Bombardier, having inherited what was once British Rail Engineering (BREL), also has facilities elsewhere in the UK, including the works at Crewe. However, that site has not built anything of note for around twenty years, repair work ended last year, and all that is done nowadays is refurbishment of bogies and wheelsets.
This, though, has not stopped Crewe and Nantwich MP Edward Timpson from wading shamelessly into the argument over new train orders, despite Crewe Works no longer having the means to build even part of them. Thus he characterised the appointment of Hitachi as preferred bidder for new Inter-City trains as “exporting Crewe jobs to Japan”.
So it was no surprise when Timpson went off the end of the pier over the Thameslink order, with a bizarre attack on the previous Government which, he claims, “set unfair terms for this long bidding process, priced Bombardier out of the market before they had even started, and tied the hands of the Coalition Government under European law”.
And this is flagrantly dishonest: the terms under which both Bombardier and Siemens bid were the same, no price penalty was imposed on either bidder, and the idea of the Government having its hands tied ignores one significant aspect of the exercise. Having seen the difference in the bids – and my information is that it was substantial – the Government went back to Bombardier, indicated the nature of the lower bid, and gave the company the opportunity to revise their offer.
So much for having their hands tied. In any case, Bombardier chose not to match or even approach the Siemens bid. As one industry insider put it, Siemens bid “several thousand less per vehicle”, and concluded “this was a fair contest, and the right manufacturer got the order”. Also, there would have been no extra jobs at Crewe even if Bombardier had won – as with the order for Inter-City trains.

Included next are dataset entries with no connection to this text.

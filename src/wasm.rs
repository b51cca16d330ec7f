//! WASM bindings
//!
//! `TermLocator` is the main-thread surface (geometry + anchor lookup);
//! `handleWorkerMessage` (or `TermLocator.handleMessage`, which applies the
//! locator's `trimPatterns`) is the Web Worker side of the search protocol.
//!
//! # Usage (JavaScript)
//! ```javascript,ignore
//! // worker.js
//! import init, { handleWorkerMessage } from 'glosscore';
//! await init();
//! self.onmessage = (e) => {
//!   const reply = handleWorkerMessage(e.data);
//!   if (reply !== undefined) self.postMessage(reply);
//! };
//!
//! // main thread
//! const locator = new TermLocator();
//! const rects = locator.mapMatches(runs, matches, viewport.transform, measure);
//! ```

use std::collections::HashMap;

use serde::Deserialize;
use wasm_bindgen::prelude::*;

use crate::config::{GlossConfig, LocatorConfig};
use crate::geometry::{page_text, FontStyles, PageViewport, RangeMapper, Rotation, TextRun, ViewportTransform, WidthMeasurer};
use crate::matcher::{scan, AnchorLocator, BuildOptions, TermAutomaton, TermMatch};
use crate::service::protocol::{decode_value, handle_search_with, OutboundMessage};

// =============================================================================
// Helpers
// =============================================================================

fn js_err(context: &str, e: impl std::fmt::Display) -> JsValue {
    JsValue::from_str(&format!("{}: {}", context, e))
}

fn parse_transform(values: &[f64]) -> Result<ViewportTransform, JsValue> {
    match values.len() {
        0 => Ok(ViewportTransform::IDENTITY),
        6 => Ok(ViewportTransform([
            values[0], values[1], values[2], values[3], values[4], values[5],
        ])),
        n => Err(JsValue::from_str(&format!(
            "Invalid transform: expected 6 numbers, got {}",
            n
        ))),
    }
}

fn parse_runs(runs: JsValue) -> Result<Vec<TextRun>, JsValue> {
    serde_wasm_bindgen::from_value(runs).map_err(|e| js_err("Invalid runs", e))
}

/// Text-layer style record (`{ fontFamily }` keyed by font name)
#[derive(Deserialize)]
#[serde(rename_all = "camelCase")]
struct TextStyle {
    #[serde(default)]
    font_family: Option<String>,
}

/// Families of the styles that name one; the rest resolve to the default
fn font_styles_from(styles: HashMap<String, TextStyle>) -> FontStyles {
    let mut resolved = FontStyles::new();
    for (font_key, style) in styles {
        if let Some(family) = style.font_family {
            resolved.insert(font_key, family);
        }
    }
    resolved
}

/// Answer a decoded wire value; `None` for anything that is not a search
fn answer(value: serde_json::Value, options: BuildOptions) -> Option<OutboundMessage> {
    match decode_value(value) {
        Ok(Some(request)) => Some(OutboundMessage::Result(handle_search_with(request, options))),
        Ok(None) => None,
        Err(e) => {
            log::warn!("dropping worker message: {}", e);
            None
        }
    }
}

fn respond(message: JsValue, options: BuildOptions) -> Result<JsValue, JsValue> {
    let value: serde_json::Value = match serde_wasm_bindgen::from_value(message) {
        Ok(value) => value,
        Err(_) => return Ok(JsValue::UNDEFINED),
    };
    match answer(value, options) {
        Some(response) => serde_wasm_bindgen::to_value(&response).map_err(|e| js_err("Serialization error", e)),
        None => Ok(JsValue::UNDEFINED),
    }
}

/// Calls a JS `measure(text, fontFamily)` callback
struct JsMeasurer<'a> {
    measure: &'a js_sys::Function,
}

impl WidthMeasurer for JsMeasurer<'_> {
    fn measure(&self, text: &str, font_key: &str) -> f64 {
        match self
            .measure
            .call2(&JsValue::NULL, &JsValue::from_str(text), &JsValue::from_str(font_key))
        {
            Ok(width) => width.as_f64().unwrap_or(0.0),
            Err(e) => {
                web_sys::console::warn_2(&"[TermLocator] measure callback failed".into(), &e);
                // Non-positive width falls back to uniform placement
                0.0
            }
        }
    }
}

// =============================================================================
// TermLocator
// =============================================================================

/// Glossary highlighter + anchor locator for one document session
#[wasm_bindgen]
pub struct TermLocator {
    config: LocatorConfig,
    automaton: TermAutomaton,
    styles: FontStyles,
}

#[wasm_bindgen]
impl TermLocator {
    /// Create a locator with optional `LocatorConfig` JSON object
    #[wasm_bindgen(constructor)]
    pub fn new(config: JsValue) -> Result<TermLocator, JsValue> {
        let config: LocatorConfig = if config.is_null() || config.is_undefined() {
            LocatorConfig::default()
        } else {
            serde_wasm_bindgen::from_value(config).map_err(|e| js_err("Invalid config", e))?
        };
        GlossConfig {
            locator: config.clone(),
            ..GlossConfig::default()
        }
        .validate()
        .map_err(|e| JsValue::from_str(&e.to_string()))?;

        Ok(Self {
            config,
            automaton: TermAutomaton::build(Vec::<String>::new()),
            styles: FontStyles::new(),
        })
    }

    /// Replace the glossary; returns the number of distinct terms
    #[wasm_bindgen(js_name = setTerms)]
    pub fn set_terms(&mut self, terms: JsValue) -> Result<usize, JsValue> {
        let terms: Vec<String> =
            serde_wasm_bindgen::from_value(terms).map_err(|e| js_err("Invalid terms", e))?;
        self.automaton = TermAutomaton::build_with(&terms, BuildOptions { trim: self.config.trim_patterns });
        Ok(self.automaton.pattern_count())
    }

    #[wasm_bindgen(js_name = patternCount)]
    pub fn pattern_count(&self) -> usize {
        self.automaton.pattern_count()
    }

    /// Register text-layer styles (`Record<fontName, { fontFamily }>`)
    #[wasm_bindgen(js_name = setFontStyles)]
    pub fn set_font_styles(&mut self, styles: JsValue) -> Result<(), JsValue> {
        let styles: HashMap<String, TextStyle> =
            serde_wasm_bindgen::from_value(styles).map_err(|e| js_err("Invalid styles", e))?;
        self.styles = font_styles_from(styles);
        Ok(())
    }

    /// Scan `text` with the current glossary (main-thread fallback)
    pub fn search(&self, text: &str) -> Result<JsValue, JsValue> {
        let matches = scan(text, &self.automaton);
        serde_wasm_bindgen::to_value(&matches).map_err(|e| js_err("Serialization error", e))
    }

    /// Worker-side handler honoring this locator's `trimPatterns`:
    /// answers `search` with `result`, returns undefined otherwise
    #[wasm_bindgen(js_name = handleMessage)]
    pub fn handle_message(&self, message: JsValue) -> Result<JsValue, JsValue> {
        respond(message, BuildOptions { trim: self.config.trim_patterns })
    }

    /// Union rectangle for `[start, end)`, or undefined
    #[wasm_bindgen(js_name = mapRange)]
    pub fn map_range(
        &self,
        runs: JsValue,
        start: usize,
        end: usize,
        transform: Vec<f64>,
        measure: Option<js_sys::Function>,
    ) -> Result<JsValue, JsValue> {
        let runs = parse_runs(runs)?;
        let transform = parse_transform(&transform)?;
        let rect = self.with_mapper(&runs, transform, measure.as_ref(), |mapper| mapper.map_range(start, end));
        serde_wasm_bindgen::to_value(&rect).map_err(|e| js_err("Serialization error", e))
    }

    /// Per-run `{ term, rect }` boxes for matches from the worker
    #[wasm_bindgen(js_name = mapMatches)]
    pub fn map_matches(
        &self,
        runs: JsValue,
        matches: JsValue,
        transform: Vec<f64>,
        measure: Option<js_sys::Function>,
    ) -> Result<JsValue, JsValue> {
        let runs = parse_runs(runs)?;
        let matches: Vec<TermMatch> =
            serde_wasm_bindgen::from_value(matches).map_err(|e| js_err("Invalid matches", e))?;
        let transform = parse_transform(&transform)?;
        let rects = self.with_mapper(&runs, transform, measure.as_ref(), |mapper| mapper.map_matches(&matches));
        serde_wasm_bindgen::to_value(&rects).map_err(|e| js_err("Serialization error", e))
    }

    /// Scan the page runs with the current glossary and map hits in one call
    #[wasm_bindgen(js_name = findTermRects)]
    pub fn find_term_rects(
        &self,
        runs: JsValue,
        transform: Vec<f64>,
        measure: Option<js_sys::Function>,
    ) -> Result<JsValue, JsValue> {
        let runs = parse_runs(runs)?;
        let transform = parse_transform(&transform)?;
        let text = page_text(&runs);
        let matches = scan(&text, &self.automaton);
        let rects = self.with_mapper(&runs, transform, measure.as_ref(), |mapper| mapper.map_matches(&matches));
        serde_wasm_bindgen::to_value(&rects).map_err(|e| js_err("Serialization error", e))
    }

    /// Exact-then-prefix anchor lookup: `{ start, end, partial }` or undefined
    #[wasm_bindgen(js_name = locateAnchor)]
    pub fn locate_anchor(&self, text: &str, anchor: &str) -> Result<JsValue, JsValue> {
        let range = AnchorLocator::from_config(&self.config).locate(text, anchor);
        serde_wasm_bindgen::to_value(&range).map_err(|e| js_err("Serialization error", e))
    }

    /// Locate `anchor` in the page runs and return its union box, or undefined
    #[wasm_bindgen(js_name = findAnchorRect)]
    pub fn find_anchor_rect(
        &self,
        runs: JsValue,
        anchor: &str,
        transform: Vec<f64>,
        measure: Option<js_sys::Function>,
    ) -> Result<JsValue, JsValue> {
        let runs = parse_runs(runs)?;
        let transform = parse_transform(&transform)?;
        let text = page_text(&runs);
        let rect = AnchorLocator::from_config(&self.config)
            .locate(&text, anchor)
            .and_then(|range| {
                self.with_mapper(&runs, transform, measure.as_ref(), |mapper| {
                    mapper.map_range(range.start, range.end)
                })
            });
        serde_wasm_bindgen::to_value(&rect).map_err(|e| js_err("Serialization error", e))
    }
}

impl TermLocator {
    /// Run `f` with a mapper whose measurer (if any) resolves font names
    /// through the registered styles before calling back into JS
    fn with_mapper<T>(
        &self,
        runs: &[TextRun],
        transform: ViewportTransform,
        measure: Option<&js_sys::Function>,
        f: impl FnOnce(&RangeMapper<'_>) -> T,
    ) -> T {
        match measure {
            Some(measure) => {
                let js = JsMeasurer { measure };
                let styled = crate::geometry::StyledMeasurer { styles: &self.styles, inner: &js };
                let mapper = RangeMapper::new(runs, transform, Some(&styled));
                f(&mapper)
            }
            None => f(&RangeMapper::new(runs, transform, None)),
        }
    }
}

// =============================================================================
// Free functions
// =============================================================================

/// Worker-side message handler: answers `search`, returns undefined otherwise
#[wasm_bindgen(js_name = handleWorkerMessage)]
pub fn handle_worker_message(message: JsValue) -> Result<JsValue, JsValue> {
    respond(message, BuildOptions::default())
}

/// Page → viewport transform `[a, b, c, d, e, f]` for a view box, scale, rotation
#[wasm_bindgen(js_name = pageViewportTransform)]
pub fn page_viewport_transform(view_box: Vec<f64>, scale: f64, rotation: i32) -> Result<Vec<f64>, JsValue> {
    if view_box.len() != 4 {
        return Err(JsValue::from_str("Invalid view box: expected 4 numbers"));
    }
    let viewport = PageViewport::new(
        [view_box[0], view_box[1], view_box[2], view_box[3]],
        scale,
        Rotation::from_degrees(rotation),
    );
    Ok(viewport.transform.0.to_vec())
}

I understand that, as a party politician, Edward Timpson is bound to cheer for his team and paint Labour, his main challenger in Crewe and Nantwich, in an unfavourable light. This, after all, is part of The Rough Game. But that does not require the shameless dishonesty he has shown over Siemens winning the Thameslink order over Bombardier.
1 comment:
Where was this guy when Bombardier was selling the Crimpsall works in Doncaster for demolition only? Also I'm pretty sure that Bmbardier is owned by Canadians.